◆ REQUIREMENT:
In the listing below, find the line holding "IMPLEMENTS = 53" and the line holding "ANONYMOUS = 113". Write out those two lines and all lines between, exactly, and nothing more.

◆ INPUT:
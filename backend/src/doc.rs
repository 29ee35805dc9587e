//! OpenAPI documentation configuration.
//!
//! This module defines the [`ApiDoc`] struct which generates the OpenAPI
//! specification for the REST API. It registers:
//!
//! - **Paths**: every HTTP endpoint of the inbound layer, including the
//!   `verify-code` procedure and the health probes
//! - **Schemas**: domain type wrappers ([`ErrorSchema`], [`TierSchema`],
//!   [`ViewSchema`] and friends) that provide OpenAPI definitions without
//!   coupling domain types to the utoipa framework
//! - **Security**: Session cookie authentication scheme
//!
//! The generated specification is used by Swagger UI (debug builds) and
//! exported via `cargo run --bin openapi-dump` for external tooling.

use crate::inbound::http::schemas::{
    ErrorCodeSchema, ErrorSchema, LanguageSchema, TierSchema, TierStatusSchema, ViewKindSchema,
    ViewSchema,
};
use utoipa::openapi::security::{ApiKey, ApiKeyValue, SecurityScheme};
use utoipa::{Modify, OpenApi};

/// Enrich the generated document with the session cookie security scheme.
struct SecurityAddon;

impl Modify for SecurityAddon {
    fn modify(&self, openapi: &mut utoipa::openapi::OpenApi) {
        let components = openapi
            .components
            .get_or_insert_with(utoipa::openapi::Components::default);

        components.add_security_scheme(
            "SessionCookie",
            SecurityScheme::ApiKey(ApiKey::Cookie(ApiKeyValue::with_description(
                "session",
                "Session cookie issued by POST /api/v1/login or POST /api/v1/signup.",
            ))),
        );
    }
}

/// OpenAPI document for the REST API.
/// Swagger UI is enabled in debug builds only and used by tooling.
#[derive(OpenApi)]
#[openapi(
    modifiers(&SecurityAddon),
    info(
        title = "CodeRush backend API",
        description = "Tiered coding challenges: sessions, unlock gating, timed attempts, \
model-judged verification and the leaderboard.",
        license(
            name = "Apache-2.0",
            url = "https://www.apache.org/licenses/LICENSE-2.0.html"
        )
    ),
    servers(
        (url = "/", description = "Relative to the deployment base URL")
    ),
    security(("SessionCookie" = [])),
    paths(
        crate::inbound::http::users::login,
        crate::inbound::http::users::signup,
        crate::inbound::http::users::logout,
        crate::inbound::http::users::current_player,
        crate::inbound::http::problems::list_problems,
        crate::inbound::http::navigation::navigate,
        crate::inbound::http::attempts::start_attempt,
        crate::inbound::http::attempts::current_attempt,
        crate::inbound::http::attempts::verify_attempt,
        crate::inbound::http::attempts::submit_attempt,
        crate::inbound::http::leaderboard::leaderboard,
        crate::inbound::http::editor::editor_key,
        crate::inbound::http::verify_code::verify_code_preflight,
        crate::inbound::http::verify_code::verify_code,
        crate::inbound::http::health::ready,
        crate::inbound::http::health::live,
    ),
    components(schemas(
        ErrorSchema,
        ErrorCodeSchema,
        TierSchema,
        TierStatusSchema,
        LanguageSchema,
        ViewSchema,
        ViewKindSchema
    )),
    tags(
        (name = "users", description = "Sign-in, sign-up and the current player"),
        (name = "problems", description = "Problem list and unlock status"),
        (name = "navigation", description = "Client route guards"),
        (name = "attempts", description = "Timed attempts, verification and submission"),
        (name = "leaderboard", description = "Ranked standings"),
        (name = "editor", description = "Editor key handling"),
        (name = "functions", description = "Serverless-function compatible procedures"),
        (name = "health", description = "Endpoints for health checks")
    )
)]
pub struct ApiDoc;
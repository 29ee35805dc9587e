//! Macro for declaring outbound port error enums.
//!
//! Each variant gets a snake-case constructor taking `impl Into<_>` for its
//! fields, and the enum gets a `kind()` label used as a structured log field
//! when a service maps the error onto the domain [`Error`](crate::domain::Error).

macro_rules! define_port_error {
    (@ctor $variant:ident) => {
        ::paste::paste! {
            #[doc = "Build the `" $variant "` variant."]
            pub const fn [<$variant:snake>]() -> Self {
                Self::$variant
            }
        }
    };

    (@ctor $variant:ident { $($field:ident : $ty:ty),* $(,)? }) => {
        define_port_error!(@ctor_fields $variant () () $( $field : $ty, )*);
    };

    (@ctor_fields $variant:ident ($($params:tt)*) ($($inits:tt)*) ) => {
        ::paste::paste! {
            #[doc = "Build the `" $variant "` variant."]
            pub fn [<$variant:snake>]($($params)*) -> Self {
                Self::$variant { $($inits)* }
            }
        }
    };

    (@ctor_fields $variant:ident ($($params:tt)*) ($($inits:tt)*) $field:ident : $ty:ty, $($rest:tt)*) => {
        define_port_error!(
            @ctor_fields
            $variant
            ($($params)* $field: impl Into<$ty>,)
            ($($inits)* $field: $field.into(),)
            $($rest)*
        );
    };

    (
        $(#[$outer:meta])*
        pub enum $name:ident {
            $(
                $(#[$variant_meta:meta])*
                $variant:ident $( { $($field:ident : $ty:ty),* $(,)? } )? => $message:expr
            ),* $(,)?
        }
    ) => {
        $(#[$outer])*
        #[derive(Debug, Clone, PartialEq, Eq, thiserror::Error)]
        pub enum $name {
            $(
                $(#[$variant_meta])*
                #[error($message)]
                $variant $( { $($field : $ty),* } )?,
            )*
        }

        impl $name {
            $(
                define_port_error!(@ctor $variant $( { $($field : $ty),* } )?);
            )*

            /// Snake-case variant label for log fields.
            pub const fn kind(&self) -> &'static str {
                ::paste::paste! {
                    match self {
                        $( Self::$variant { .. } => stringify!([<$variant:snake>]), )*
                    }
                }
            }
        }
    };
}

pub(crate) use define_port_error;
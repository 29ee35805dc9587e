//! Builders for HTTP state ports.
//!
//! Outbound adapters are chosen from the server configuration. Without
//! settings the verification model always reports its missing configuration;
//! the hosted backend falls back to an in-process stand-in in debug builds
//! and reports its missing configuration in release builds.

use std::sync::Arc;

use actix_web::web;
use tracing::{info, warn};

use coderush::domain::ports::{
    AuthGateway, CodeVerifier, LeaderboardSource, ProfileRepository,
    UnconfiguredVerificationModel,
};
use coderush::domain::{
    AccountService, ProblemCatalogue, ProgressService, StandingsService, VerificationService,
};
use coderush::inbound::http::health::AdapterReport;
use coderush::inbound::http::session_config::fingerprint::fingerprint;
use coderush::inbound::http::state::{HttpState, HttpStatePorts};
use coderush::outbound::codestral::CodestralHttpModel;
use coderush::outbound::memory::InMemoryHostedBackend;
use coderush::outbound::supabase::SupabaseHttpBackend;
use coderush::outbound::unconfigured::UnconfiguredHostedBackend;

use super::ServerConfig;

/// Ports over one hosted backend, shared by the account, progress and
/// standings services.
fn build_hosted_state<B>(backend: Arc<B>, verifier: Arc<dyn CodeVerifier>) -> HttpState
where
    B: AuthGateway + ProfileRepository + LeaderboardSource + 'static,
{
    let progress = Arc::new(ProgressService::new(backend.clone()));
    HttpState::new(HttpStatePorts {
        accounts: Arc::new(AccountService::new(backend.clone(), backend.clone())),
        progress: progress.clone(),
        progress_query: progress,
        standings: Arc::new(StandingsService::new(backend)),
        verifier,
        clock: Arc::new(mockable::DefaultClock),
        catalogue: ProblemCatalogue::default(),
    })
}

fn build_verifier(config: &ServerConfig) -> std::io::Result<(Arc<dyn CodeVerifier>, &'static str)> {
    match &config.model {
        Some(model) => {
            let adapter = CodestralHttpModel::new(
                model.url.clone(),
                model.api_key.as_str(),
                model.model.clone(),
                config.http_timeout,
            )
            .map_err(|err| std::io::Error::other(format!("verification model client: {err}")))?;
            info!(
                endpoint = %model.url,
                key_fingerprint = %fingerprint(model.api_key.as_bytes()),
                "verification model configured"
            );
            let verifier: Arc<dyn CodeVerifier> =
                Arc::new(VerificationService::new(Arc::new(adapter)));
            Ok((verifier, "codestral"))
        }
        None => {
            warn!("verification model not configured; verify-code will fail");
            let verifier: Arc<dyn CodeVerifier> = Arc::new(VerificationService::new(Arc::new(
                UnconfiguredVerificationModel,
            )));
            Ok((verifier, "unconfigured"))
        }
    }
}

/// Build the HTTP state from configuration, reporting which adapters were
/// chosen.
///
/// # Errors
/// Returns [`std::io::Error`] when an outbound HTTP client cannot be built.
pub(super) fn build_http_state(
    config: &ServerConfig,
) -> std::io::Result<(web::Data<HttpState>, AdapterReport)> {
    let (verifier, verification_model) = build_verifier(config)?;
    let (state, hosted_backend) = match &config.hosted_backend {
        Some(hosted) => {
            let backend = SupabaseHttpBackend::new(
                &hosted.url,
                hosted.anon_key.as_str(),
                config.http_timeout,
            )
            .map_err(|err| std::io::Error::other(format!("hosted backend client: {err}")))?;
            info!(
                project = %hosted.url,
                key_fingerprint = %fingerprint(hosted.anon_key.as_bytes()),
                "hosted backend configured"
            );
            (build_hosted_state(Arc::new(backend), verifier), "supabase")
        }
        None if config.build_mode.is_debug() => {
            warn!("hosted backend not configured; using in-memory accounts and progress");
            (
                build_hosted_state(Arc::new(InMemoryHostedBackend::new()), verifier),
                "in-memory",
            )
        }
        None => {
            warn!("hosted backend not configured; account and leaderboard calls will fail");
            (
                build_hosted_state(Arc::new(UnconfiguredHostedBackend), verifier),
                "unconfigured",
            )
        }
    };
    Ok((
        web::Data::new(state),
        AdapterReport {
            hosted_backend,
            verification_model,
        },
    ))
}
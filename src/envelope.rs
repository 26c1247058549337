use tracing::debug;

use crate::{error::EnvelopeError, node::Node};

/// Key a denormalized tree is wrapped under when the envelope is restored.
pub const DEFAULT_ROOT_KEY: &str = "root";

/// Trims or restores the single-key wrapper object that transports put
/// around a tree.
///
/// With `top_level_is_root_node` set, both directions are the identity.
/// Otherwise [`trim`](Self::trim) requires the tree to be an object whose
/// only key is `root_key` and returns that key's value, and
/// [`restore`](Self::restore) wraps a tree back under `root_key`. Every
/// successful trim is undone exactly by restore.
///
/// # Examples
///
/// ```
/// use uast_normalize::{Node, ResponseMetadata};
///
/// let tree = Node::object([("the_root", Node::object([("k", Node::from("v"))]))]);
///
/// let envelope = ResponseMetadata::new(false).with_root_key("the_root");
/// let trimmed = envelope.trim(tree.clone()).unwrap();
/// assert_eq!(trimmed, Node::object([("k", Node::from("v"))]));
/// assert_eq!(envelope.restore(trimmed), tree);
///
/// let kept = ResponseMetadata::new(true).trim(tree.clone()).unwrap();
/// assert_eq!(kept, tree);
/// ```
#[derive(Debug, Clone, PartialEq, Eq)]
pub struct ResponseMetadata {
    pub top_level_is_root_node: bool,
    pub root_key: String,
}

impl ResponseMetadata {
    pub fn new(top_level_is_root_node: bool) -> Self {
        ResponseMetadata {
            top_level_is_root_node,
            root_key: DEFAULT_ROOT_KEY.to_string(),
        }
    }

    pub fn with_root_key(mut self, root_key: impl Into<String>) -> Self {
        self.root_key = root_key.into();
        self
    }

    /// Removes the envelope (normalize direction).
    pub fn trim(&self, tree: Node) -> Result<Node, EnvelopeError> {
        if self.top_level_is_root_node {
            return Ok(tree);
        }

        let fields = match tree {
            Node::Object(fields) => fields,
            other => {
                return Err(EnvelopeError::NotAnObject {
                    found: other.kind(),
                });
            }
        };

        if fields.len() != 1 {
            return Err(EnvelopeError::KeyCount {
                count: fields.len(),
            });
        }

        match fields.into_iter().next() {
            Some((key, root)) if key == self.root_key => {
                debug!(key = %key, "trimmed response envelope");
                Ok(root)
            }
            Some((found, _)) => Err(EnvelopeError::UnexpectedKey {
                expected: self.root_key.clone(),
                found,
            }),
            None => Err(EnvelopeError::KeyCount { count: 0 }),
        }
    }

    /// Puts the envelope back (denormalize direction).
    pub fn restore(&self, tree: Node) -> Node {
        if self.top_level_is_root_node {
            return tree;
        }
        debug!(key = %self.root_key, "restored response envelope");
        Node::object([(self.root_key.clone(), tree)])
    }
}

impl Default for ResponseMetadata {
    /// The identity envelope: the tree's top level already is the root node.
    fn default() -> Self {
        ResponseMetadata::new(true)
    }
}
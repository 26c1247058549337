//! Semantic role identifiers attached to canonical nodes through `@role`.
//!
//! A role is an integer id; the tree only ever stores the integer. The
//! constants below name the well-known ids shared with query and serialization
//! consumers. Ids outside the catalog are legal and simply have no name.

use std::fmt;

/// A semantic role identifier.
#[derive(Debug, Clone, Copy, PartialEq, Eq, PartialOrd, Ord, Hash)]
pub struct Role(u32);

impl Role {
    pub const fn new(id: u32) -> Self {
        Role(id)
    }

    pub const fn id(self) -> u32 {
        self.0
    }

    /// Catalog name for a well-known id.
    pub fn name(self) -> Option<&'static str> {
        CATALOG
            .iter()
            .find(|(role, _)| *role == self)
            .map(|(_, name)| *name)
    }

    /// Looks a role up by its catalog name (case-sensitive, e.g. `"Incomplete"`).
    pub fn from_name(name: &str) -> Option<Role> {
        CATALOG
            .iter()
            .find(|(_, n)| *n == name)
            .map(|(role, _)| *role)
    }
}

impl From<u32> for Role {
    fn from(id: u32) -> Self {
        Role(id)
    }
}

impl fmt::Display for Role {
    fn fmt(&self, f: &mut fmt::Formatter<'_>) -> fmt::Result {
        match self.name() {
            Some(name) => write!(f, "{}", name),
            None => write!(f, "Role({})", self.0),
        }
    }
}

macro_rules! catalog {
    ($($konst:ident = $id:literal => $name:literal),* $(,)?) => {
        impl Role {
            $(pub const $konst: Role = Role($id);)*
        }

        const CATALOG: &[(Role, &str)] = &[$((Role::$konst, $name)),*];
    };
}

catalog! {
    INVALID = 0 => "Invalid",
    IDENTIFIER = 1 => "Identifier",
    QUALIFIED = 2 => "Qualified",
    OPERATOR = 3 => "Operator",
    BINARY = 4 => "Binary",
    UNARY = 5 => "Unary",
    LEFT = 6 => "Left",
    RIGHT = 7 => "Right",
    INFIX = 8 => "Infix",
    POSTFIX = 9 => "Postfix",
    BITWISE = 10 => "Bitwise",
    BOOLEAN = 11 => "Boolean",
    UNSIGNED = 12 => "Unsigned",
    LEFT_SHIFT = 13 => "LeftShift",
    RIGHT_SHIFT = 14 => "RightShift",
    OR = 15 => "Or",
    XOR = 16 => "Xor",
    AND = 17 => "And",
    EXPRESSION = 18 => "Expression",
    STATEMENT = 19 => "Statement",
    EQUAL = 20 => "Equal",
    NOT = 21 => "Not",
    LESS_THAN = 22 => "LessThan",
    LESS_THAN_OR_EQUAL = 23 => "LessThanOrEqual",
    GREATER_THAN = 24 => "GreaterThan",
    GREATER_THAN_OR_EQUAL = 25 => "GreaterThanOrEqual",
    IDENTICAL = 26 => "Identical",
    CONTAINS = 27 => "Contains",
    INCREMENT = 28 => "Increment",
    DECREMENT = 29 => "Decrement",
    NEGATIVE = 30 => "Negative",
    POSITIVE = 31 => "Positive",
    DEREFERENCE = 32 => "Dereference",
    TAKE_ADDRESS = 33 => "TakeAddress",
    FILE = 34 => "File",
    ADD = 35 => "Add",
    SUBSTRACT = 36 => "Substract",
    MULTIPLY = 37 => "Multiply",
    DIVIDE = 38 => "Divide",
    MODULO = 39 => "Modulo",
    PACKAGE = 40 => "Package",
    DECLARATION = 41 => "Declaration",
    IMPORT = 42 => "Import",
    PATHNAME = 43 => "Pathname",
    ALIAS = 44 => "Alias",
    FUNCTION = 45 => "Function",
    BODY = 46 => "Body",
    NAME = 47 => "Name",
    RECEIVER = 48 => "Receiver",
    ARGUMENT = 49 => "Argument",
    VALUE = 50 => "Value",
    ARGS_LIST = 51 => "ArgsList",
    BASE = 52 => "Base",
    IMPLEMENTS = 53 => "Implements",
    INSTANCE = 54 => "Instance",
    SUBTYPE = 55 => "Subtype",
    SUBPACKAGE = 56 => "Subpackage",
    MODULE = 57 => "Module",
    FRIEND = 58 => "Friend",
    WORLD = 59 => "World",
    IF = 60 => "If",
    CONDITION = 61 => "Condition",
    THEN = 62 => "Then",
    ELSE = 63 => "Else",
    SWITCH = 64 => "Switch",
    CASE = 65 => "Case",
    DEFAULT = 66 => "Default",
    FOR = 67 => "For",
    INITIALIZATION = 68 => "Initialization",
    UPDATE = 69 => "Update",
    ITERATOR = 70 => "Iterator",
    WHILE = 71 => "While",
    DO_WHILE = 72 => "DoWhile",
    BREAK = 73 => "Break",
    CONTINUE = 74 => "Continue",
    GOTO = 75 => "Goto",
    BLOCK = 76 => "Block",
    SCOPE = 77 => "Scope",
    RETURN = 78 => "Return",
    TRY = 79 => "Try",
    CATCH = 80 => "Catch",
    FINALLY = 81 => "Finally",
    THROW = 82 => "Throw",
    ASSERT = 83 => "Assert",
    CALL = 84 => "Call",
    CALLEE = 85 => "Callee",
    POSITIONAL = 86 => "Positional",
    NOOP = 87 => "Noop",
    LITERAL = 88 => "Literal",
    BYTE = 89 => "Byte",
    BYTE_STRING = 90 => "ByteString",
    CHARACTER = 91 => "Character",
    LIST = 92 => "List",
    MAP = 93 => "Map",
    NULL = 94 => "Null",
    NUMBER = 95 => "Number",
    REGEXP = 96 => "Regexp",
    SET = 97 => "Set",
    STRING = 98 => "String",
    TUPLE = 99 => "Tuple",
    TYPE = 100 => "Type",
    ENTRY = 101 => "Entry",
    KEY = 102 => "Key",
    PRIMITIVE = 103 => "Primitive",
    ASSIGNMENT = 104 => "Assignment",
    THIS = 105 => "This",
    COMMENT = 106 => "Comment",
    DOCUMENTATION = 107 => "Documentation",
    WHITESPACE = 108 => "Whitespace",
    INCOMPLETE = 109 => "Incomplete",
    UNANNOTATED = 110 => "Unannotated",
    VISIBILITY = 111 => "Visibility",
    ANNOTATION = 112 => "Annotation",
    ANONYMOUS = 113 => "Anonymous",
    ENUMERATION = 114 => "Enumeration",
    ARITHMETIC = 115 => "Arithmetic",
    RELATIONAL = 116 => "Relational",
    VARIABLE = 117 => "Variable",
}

◆ ANSWER SECTION:
    IMPLEMENTS = 53 => "Implements",
    INSTANCE = 54 => "Instance",
    SUBTYPE = 55 => "Subtype",
    SUBPACKAGE = 56 => "Subpackage",
    MODULE = 57 => "Module",
    FRIEND = 58 => "Friend",
    WORLD = 59 => "World",
    IF = 60 => "If",
    CONDITION = 61 => "Condition",
    THEN = 62 => "Then",
    ELSE = 63 => "Else",
    SWITCH = 64 => "Switch",
    CASE = 65 => "Case",
    DEFAULT = 66 => "Default",
    FOR = 67 => "For",
    INITIALIZATION = 68 => "Initialization",
    UPDATE = 69 => "Update",
    ITERATOR = 70 => "Iterator",
    WHILE = 71 => "While",
    DO_WHILE = 72 => "DoWhile",
    BREAK = 73 => "Break",
    CONTINUE = 74 => "Continue",
    GOTO = 75 => "Goto",
    BLOCK = 76 => "Block",
    SCOPE = 77 => "Scope",
    RETURN = 78 => "Return",
    TRY = 79 => "Try",
    CATCH = 80 => "Catch",
    FINALLY = 81 => "Finally",
    THROW = 82 => "Throw",
    ASSERT = 83 => "Assert",
    CALL = 84 => "Call",
    CALLEE = 85 => "Callee",
    POSITIONAL = 86 => "Positional",
    NOOP = 87 => "Noop",
    LITERAL = 88 => "Literal",
    BYTE = 89 => "Byte",
    BYTE_STRING = 90 => "ByteString",
    CHARACTER = 91 => "Character",
    LIST = 92 => "List",
    MAP = 93 => "Map",
    NULL = 94 => "Null",
    NUMBER = 95 => "Number",
    REGEXP = 96 => "Regexp",
    SET = 97 => "Set",
    STRING = 98 => "String",
    TUPLE = 99 => "Tuple",
    TYPE = 100 => "Type",
    ENTRY = 101 => "Entry",
    KEY = 102 => "Key",
    PRIMITIVE = 103 => "Primitive",
    ASSIGNMENT = 104 => "Assignment",
    THIS = 105 => "This",
    COMMENT = 106 => "Comment",
    DOCUMENTATION = 107 => "Documentation",
    WHITESPACE = 108 => "Whitespace",
    INCOMPLETE = 109 => "Incomplete",
    UNANNOTATED = 110 => "Unannotated",
    VISIBILITY = 111 => "Visibility",
    ANNOTATION = 112 => "Annotation",
    ANONYMOUS = 113 => "Anonymous",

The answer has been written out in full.